HTTPProxies can include other HTTPProxy objects in the namespace by specifying the name of the object and its namespace in the top-level includes block. Note that includes is a list, and so it must use the YAML list construct.

In this example, the HTTPProxy include-root has included the configuration for paths matching /service2 from the HTTPProxy named service2 in the same namespace as include-root (the default namespace). It’s important to note that service2 HTTPProxy has not defined a virtualhost property as it is NOT a root HTTPProxy.

# httpproxy-inclusion-samenamespace.yaml
apiVersion: projectcontour.io/v1
kind: HTTPProxy
metadata:
  name: include-root
  namespace: default
spec:
  virtualhost:
    fqdn: root.bar.com
  includes:
  # Includes the /service2 path from service2 in the same namespace
  - name: service2
    namespace: default
    conditions:
    - prefix: /service2
  routes:
    - conditions:
      - prefix: /
      services:
        - name: s1
          port: 80
---
apiVersion: projectcontour.io/v1
kind: HTTPProxy
metadata:
  name: service2
  namespace: default
spec:
  routes:
    - services: # matches /service2
        - name: s2
          port: 80
    - conditions:
      - prefix: /blog # matches /service2/blog
      services:
        - name: blog
          port: 80

Inclusion Across Namespaces

Inclusion can also happen across Namespaces by specifying a namespace in the inclusion. This is a particularly powerful paradigm for enabling multi-team Ingress management.

If the --watch-namespaces configuration flag is used, it must define all namespaces that will be referenced by the inclusion.

In this example, the root HTTPProxy has included configuration for paths matching /blog to the blog HTTPProxy object in the marketing namespace.

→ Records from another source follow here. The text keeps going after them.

use crate::models::{AuthClient, User};
use confique::Config;

pub mod oauth;
pub mod store;

pub(crate) use crate::config::oauth::OAuthConfig;
pub(crate) use crate::config::store::{MemoryStoreConfig, RedisStoreConfig, StoreConfig, StoreKind};

/// Environment variable naming an optional TOML configuration file
pub const CONFIG_FILE_ENV: &str = "AUTH_CONFIG_FILE";

/// Main configuration structure for the authorization server
#[derive(Debug, Config, Clone)]
pub struct Settings {
    /// The port the server will listen to (default: 5000)
    #[config(env = "AUTH_PORT", default = 5000)]
    pub port: u16,

    /// Externally visible base URL, used to rebuild absolute request URLs
    #[config(env = "AUTH_PUBLIC_URL", default = "http://localhost:5000")]
    pub public_url: String,

    /// Login page, relative to `public_url` or absolute
    #[config(env = "AUTH_LOGIN_URL", default = "/login")]
    pub login_url: String,

    /// Secret keying the digests under which tokens are stored
    #[config(env = "AUTH_CLIENT_SECRET", default = "")]
    pub client_secret: String,

    /// Header through which the upstream session layer passes the
    /// authenticated user id
    #[config(env = "AUTH_SESSION_HEADER", default = "X-Authenticated-Userid")]
    pub session_header: String,

    #[config(nested)]
    pub oauth: OAuthConfig,

    #[config(nested)]
    pub store: StoreConfig,

    /// Registered OAuth clients
    #[config(default = [])]
    pub clients: Vec<AuthClient>,

    /// Known user accounts
    #[config(default = [])]
    pub users: Vec<User>,

    /// User ids to mint a developer token for at startup
    #[config(default = [])]
    pub developer_tokens: Vec<String>,
}

impl Settings {
    /// Loads the configuration from `AUTH_*` environment variables, layered
    /// over the TOML file named by `AUTH_CONFIG_FILE` when set
    pub fn load() -> Result<Self, confique::Error> {
        let mut builder = Settings::builder().env();
        if let Ok(path) = std::env::var(CONFIG_FILE_ENV) {
            builder = builder.file(path);
        }
        builder.load()
    }

    #[cfg(test)]
    pub fn for_test() -> Self {
        Self {
            port: 0, // Let the OS choose a port
            public_url: "http://example.com".to_string(),
            login_url: "/login".to_string(),
            client_secret: "notsosecretafterall".to_string(),
            session_header: "X-Authenticated-Userid".to_string(),
            oauth: OAuthConfig {
                access_token_ttl: 3600,
                code_ttl: 600,
            },
            store: StoreConfig {
                kind: StoreKind::InMemory,
                memory: MemoryStoreConfig { capacity: 16 },
                redis: RedisStoreConfig::default(),
            },
            clients: Vec::new(),
            users: Vec::new(),
            developer_tokens: Vec::new(),
        }
    }
}

#[cfg(test)]
mod tests {
    use super::*;

    #[test]
    fn test_default_config() {
        let config = Settings::builder().load().unwrap();
        assert_eq!(config.port, 5000);
        assert_eq!(config.public_url, "http://localhost:5000");
        assert_eq!(config.login_url, "/login");
        assert_eq!(config.client_secret, "");
        assert_eq!(config.session_header, "X-Authenticated-Userid");
        assert_eq!(config.oauth.access_token_ttl, 3600);
        assert_eq!(config.oauth.code_ttl, 600);
        assert_eq!(config.store.kind, StoreKind::InMemory);
        assert_eq!(config.store.memory.capacity, 128);
        assert_eq!(config.store.redis.url, "");
        assert!(config.clients.is_empty());
        assert!(config.users.is_empty());
        assert!(config.developer_tokens.is_empty());
    }

    #[test]
    fn test_env_config() {
        std::env::set_var("AUTH_PORT", "8080");
        std::env::set_var("AUTH_CLIENT_SECRET", "s3cret");
        std::env::set_var("AUTH_STORE_KIND", "redis");
        std::env::set_var("AUTH_STORE_REDIS_URL", "redis://localhost:6379");

        let config = Settings::builder().env().load().unwrap();
        assert_eq!(config.port, 8080);
        assert_eq!(config.client_secret, "s3cret");
        assert_eq!(config.store.kind, StoreKind::Redis);
        assert_eq!(config.store.redis.url, "redis://localhost:6379");

        std::env::remove_var("AUTH_PORT");
        std::env::remove_var("AUTH_CLIENT_SECRET");
        std::env::remove_var("AUTH_STORE_KIND");
        std::env::remove_var("AUTH_STORE_REDIS_URL");
    }
}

# httpproxy-inclusion-across-namespaces.yaml
---
apiVersion: projectcontour.io/v1
kind: HTTPProxy
metadata:
  name: namespace-include-root
  namespace: default
spec:
  virtualhost:
    fqdn: ns-root.bar.com
  includes:
  # delegate the subpath, `/blog` to the HTTPProxy object in the marketing namespace with the name `blog`
  - name: blog
    namespace: marketing
    conditions:
    - prefix: /blog
  routes:
    - services:
        - name: s1
          port: 80

---
apiVersion: projectcontour.io/v1
kind: HTTPProxy
metadata:
  name: blog
  namespace: marketing
spec:
  routes:
    - services:
        - name: s2
          port: 80

Orphaned HTTPProxy children

It is possible for HTTPProxy objects to exist that have not been delegated to by another HTTPProxy. These objects are considered “orphaned” and will be ignored by Contour in determining ingress configuration.